Task description »
Set down the material in full. Keep every line exactly as it is.

Input data »
══════════════════════════════
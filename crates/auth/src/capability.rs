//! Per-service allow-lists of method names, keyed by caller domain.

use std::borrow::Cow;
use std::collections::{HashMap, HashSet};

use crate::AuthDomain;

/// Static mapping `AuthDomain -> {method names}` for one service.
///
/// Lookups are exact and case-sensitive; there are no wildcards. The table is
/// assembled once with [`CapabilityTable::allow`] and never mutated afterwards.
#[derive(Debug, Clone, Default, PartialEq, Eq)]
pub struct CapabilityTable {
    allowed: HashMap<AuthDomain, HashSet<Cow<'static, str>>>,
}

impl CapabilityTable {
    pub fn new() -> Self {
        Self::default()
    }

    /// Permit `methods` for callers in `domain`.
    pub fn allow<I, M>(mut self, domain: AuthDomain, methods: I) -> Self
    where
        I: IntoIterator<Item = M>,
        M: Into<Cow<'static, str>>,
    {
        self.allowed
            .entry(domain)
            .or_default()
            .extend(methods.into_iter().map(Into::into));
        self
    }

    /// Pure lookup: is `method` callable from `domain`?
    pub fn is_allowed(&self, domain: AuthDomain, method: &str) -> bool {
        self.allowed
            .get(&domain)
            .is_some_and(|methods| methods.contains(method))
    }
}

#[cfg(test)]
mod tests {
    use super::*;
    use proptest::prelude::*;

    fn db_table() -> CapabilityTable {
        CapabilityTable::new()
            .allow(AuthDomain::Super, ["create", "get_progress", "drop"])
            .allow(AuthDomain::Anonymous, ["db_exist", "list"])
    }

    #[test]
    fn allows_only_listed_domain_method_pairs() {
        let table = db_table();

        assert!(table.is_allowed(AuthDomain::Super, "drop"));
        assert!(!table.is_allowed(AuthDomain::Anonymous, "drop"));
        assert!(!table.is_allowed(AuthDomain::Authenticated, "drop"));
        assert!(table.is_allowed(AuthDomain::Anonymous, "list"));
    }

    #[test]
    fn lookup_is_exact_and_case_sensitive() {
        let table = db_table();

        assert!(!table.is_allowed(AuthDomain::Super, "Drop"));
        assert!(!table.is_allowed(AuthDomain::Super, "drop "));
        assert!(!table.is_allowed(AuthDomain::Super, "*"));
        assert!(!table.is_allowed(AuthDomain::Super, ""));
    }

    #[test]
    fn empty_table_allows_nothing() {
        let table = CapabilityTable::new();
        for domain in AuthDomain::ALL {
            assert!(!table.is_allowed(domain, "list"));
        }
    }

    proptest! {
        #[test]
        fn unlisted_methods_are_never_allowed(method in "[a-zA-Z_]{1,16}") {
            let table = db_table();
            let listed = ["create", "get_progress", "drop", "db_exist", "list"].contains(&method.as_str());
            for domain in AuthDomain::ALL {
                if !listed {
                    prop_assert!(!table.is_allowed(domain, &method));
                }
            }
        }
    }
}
══════════════════════════════
Task answer »
filename crates/auth/src/capability.rs
//! Per-service allow-lists of method names, keyed by caller domain.

use std::borrow::Cow;
use std::collections::{HashMap, HashSet};

use crate::AuthDomain;

/// Static mapping `AuthDomain -> {method names}` for one service.
///
/// Lookups are exact and case-sensitive; there are no wildcards. The table is
/// assembled once with [`CapabilityTable::allow`] and never mutated afterwards.
#[derive(Debug, Clone, Default, PartialEq, Eq)]
pub struct CapabilityTable {
    allowed: HashMap<AuthDomain, HashSet<Cow<'static, str>>>,
}

impl CapabilityTable {
    pub fn new() -> Self {
        Self::default()
    }

    /// Permit `methods` for callers in `domain`.
    pub fn allow<I, M>(mut self, domain: AuthDomain, methods: I) -> Self
    where
        I: IntoIterator<Item = M>,
        M: Into<Cow<'static, str>>,
    {
        self.allowed
            .entry(domain)
            .or_default()
            .extend(methods.into_iter().map(Into::into));
        self
    }

    /// Pure lookup: is `method` callable from `domain`?
    pub fn is_allowed(&self, domain: AuthDomain, method: &str) -> bool {
        self.allowed
            .get(&domain)
            .is_some_and(|methods| methods.contains(method))
    }
}

#[cfg(test)]
mod tests {
    use super::*;
    use proptest::prelude::*;

    fn db_table() -> CapabilityTable {
        CapabilityTable::new()
            .allow(AuthDomain::Super, ["create", "get_progress", "drop"])
            .allow(AuthDomain::Anonymous, ["db_exist", "list"])
    }

    #[test]
    fn allows_only_listed_domain_method_pairs() {
        let table = db_table();

        assert!(table.is_allowed(AuthDomain::Super, "drop"));
        assert!(!table.is_allowed(AuthDomain::Anonymous, "drop"));
        assert!(!table.is_allowed(AuthDomain::Authenticated, "drop"));
        assert!(table.is_allowed(AuthDomain::Anonymous, "list"));
    }

    #[test]
    fn lookup_is_exact_and_case_sensitive() {
        let table = db_table();

        assert!(!table.is_allowed(AuthDomain::Super, "Drop"));
        assert!(!table.is_allowed(AuthDomain::Super, "drop "));
        assert!(!table.is_allowed(AuthDomain::Super, "*"));
        assert!(!table.is_allowed(AuthDomain::Super, ""));
    }

    #[test]
    fn empty_table_allows_nothing() {
        let table = CapabilityTable::new();
        for domain in AuthDomain::ALL {
            assert!(!table.is_allowed(domain, "list"));
        }
    }

    proptest! {
        #[test]
        fn unlisted_methods_are_never_allowed(method in "[a-zA-Z_]{1,16}") {
            let table = db_table();
            let listed = ["create", "get_progress", "drop", "db_exist", "list"].contains(&method.as_str());
            for domain in AuthDomain::ALL {
                if !listed {
                    prop_assert!(!table.is_allowed(domain, &method));
                }
            }
        }
    }
}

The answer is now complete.